Our sepsis management varies. It does not involve scvo2 catheter or dobutamine. Early antis plus fluid plus source control emphasised. Inotropes and antibiotics very variable. Fluid management variable.... Process trial will make people focus on the basics of good supportive care.
Peter Cameron, MD
11 Saudi Arabia
ProCESS will change our management. We give Abc, fluid, Abx, ICU. Some attendings still give EGDT
12 South Africa
We use early antibiotic treatment (preferably within one hour); Judicious fluid management; Test to evaluate source started in the ED; Admission as soon as possible for further treatment in the hospital. ProCESS will NOT change how we operate.
13 South Korea
Our department cares for sepsis patients in collaboration with several other departments in the hospital. ED triage, check all labs, blood cultures and all films including CT or MRI without delay. Give broad spectrum antibiotics, shock management, etc... If surgery required, directly call the surgery department and admit to ICU.
Sam Beom Lee, MD
We manage sepsis according to the surviving sepsis campaign guidelines of 2012. ProCESS will not change what we do.
Abderrhman Alnour Alimam
We use standardized protocols (in conduct with EGDT) for sepsis and septic shock. The protocols are very sensitive for sepsis and are also helpful to detect those patients that are at risk for deterioration, and maybe we overtreat some patients. The protocols stress immediate fluid resuscitation. Since we are obliged to see all patients within an hour of arrival to the ED, the chance of early detection of sepsis is quite high. Unfortunately we have not studied if the protocols we use (since 2012, developed locally by an emergency physician) have changed the outcome for septic patients at our hospital. Sepsis is of course common, but the patients presenting with septic shock are quite rare in our ED.
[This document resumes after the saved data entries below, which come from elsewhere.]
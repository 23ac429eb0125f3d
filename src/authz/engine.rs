use uuid::Uuid;

use super::principal::{Directory, Subject, UserRecord};
use super::{roles, MANAGER_SCOPED_PERMISSIONS};

/// Pure resolution logic over a `Directory` snapshot.
///
/// Evaluation order for a scoped check:
/// 1. super-admin -> allow
/// 2. global role permission -> allow (global always dominates scoped)
/// 3. department-scoped resolution (manager cascade, then plain membership)
/// 4. deny
///
/// Dangling references (unknown department, unknown user) deny; they never
/// surface as errors past the engine boundary.
#[derive(Debug, Clone, Copy)]
pub struct PermissionEngine<'a> {
    directory: &'a Directory,
}

impl<'a> PermissionEngine<'a> {
    pub fn new(directory: &'a Directory) -> Self {
        Self { directory }
    }

    pub fn directory(&self) -> &Directory {
        self.directory
    }

    /// Global check: super-admin, or at least one assigned role owns the
    /// permission. Direct user-level grants are never consulted; by policy
    /// none should exist.
    pub fn has_permission(&self, subject: &dyn Subject, permission: &str) -> bool {
        if subject.is_super_admin() {
            tracing::debug!(user_id = %subject.id(), permission, "super-admin bypass");
            return true;
        }

        self.directory
            .role_grants
            .iter()
            .any(|(role, perms)| subject.has_role(role) && perms.contains(permission))
    }

    /// Scoped check. Without a department this degrades to the global
    /// check; with one, a global grant still short-circuits true - scoping
    /// only ever adds access, it never restricts a global permission.
    pub fn has_scoped_permission(
        &self,
        subject: &dyn Subject,
        permission: &str,
        department_id: Option<Uuid>,
    ) -> bool {
        if subject.is_super_admin() {
            return true;
        }

        let Some(department_id) = department_id else {
            return self.has_permission(subject, permission);
        };

        if self.has_permission(subject, permission) {
            return true;
        }

        self.has_department_scoped_permission(subject, permission, department_id)
    }

    /// Department-scoped resolution:
    /// 1. unknown department -> deny
    /// 2. subject manages the department -> manager capability check
    /// 3. else the *nearest* managing ancestor on the upward walk governs
    ///    (first match wins; the walk does not continue further up)
    /// 4. else a plain member of that exact department falls back to the
    ///    global check
    /// 5. else deny
    pub fn has_department_scoped_permission(
        &self,
        subject: &dyn Subject,
        permission: &str,
        department_id: Uuid,
    ) -> bool {
        let arena = &self.directory.departments;
        let Some(department) = arena.get(department_id) else {
            tracing::debug!(%department_id, permission, "unknown department, denying");
            return false;
        };

        if department.manager_id == Some(subject.id()) {
            return self.manager_in_department(subject, permission);
        }

        for ancestor_id in arena.ancestors(department_id) {
            if let Some(ancestor) = arena.get(ancestor_id) {
                if ancestor.manager_id == Some(subject.id()) {
                    tracing::debug!(
                        user_id = %subject.id(),
                        managed = %ancestor_id,
                        target = %department_id,
                        "manager authority cascading down"
                    );
                    return self.manager_in_department(subject, permission);
                }
            }
        }

        if subject.department_id() == Some(department_id) {
            return self.has_permission(subject, permission);
        }

        false
    }

    /// Capability of a manager within their managed subtree. Manager-type
    /// roles get the fixed allow-list only; admin-type roles defer to their
    /// full global permissions; any other role denies.
    fn manager_in_department(&self, subject: &dyn Subject, permission: &str) -> bool {
        if subject.has_role(roles::MANAGER) || subject.has_role(roles::DEPARTMENT_MANAGER) {
            return MANAGER_SCOPED_PERMISSIONS.contains(&permission);
        }

        if subject.has_role(roles::ADMIN) || subject.is_super_admin() {
            return self.has_permission(subject, permission);
        }

        false
    }

    /// Departments the subject can operate in: everything active for
    /// super-admins and admins; otherwise their own department, the
    /// departments they manage, and the full subtree under each managed
    /// department. De-duplicated by id.
    pub fn accessible_departments(&self, subject: &dyn Subject) -> Vec<Uuid> {
        let arena = &self.directory.departments;

        if subject.is_super_admin() || subject.is_admin() {
            return arena
                .iter()
                .filter(|dept| dept.active)
                .map(|dept| dept.id)
                .collect();
        }

        let mut out = Vec::new();
        let mut push = |id: Uuid, out: &mut Vec<Uuid>| {
            if !out.contains(&id) {
                out.push(id);
            }
        };

        if let Some(own) = subject.department_id() {
            if arena.contains(own) {
                push(own, &mut out);
            }
        }

        for managed in arena.managed_by(subject.id()) {
            push(managed, &mut out);
            for descendant in arena.descendants(managed) {
                push(descendant, &mut out);
            }
        }

        out
    }

    /// Users the subject may manage. Admins see every active user except
    /// super-admins; managers see active users inside their accessible
    /// departments, minus themselves and anyone privileged.
    pub fn manageable_users(&self, subject: &dyn Subject) -> Vec<&'a UserRecord> {
        let active = |user: &&'a UserRecord| user.active;

        if subject.is_super_admin() {
            return self.directory.users.values().filter(active).collect();
        }

        if subject.is_admin() {
            return self
                .directory
                .users
                .values()
                .filter(active)
                .filter(|user| !user.is_super_admin())
                .collect();
        }

        let accessible = self.accessible_departments(subject);
        self.directory
            .users
            .values()
            .filter(active)
            .filter(|user| user.id != subject.id())
            .filter(|user| !user.is_admin() && !user.is_super_admin())
            .filter(|user| {
                user.department_id
                    .map(|dept| accessible.contains(&dept))
                    .unwrap_or(false)
            })
            .collect()
    }

    pub fn can_manage_user(&self, subject: &dyn Subject, target_id: Uuid) -> bool {
        if subject.is_super_admin() {
            return true;
        }

        let Some(target) = self.directory.user(target_id) else {
            return false;
        };

        if subject.is_admin() {
            return !target.is_super_admin();
        }

        self.manageable_users(subject)
            .iter()
            .any(|user| user.id == target_id)
    }
}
The ProCESS trial will NOT change our sepsis management. We currently handle sepsis like the second group in the ProCESS trial. Intensive therapy, but only rarely using a central line.
John Fowler, MD
17 United Arab Emirates
The ProCESS trial WILL change our sepsis management. Currently we use EGDT Protocol following the Surviving Sepsis Guidelines – strictly adhered to with compliance measured as a Key Performance Indicator (KPI).
Bob Corder, MD
18 United Kingdom
The ProCESS trial won’t change our sepsis management. We currently handle sepsis with EGDT.
Fluid resuscitation--strict I&O; Moisturized O2; Vasopressors if needed; Antimicrobials quickly-following; cultures--also done quickly; Steroids if indicated; Non-invasive respiratory support unless too ill--then RSI and vent. Unless DNR or DNI. Warming patient (BAIR hugger) if needed (or if not available-warm blankets loosely over patient with another over blanket to form “pocket of air”). Anxiolytics if needed; Pain control if needed.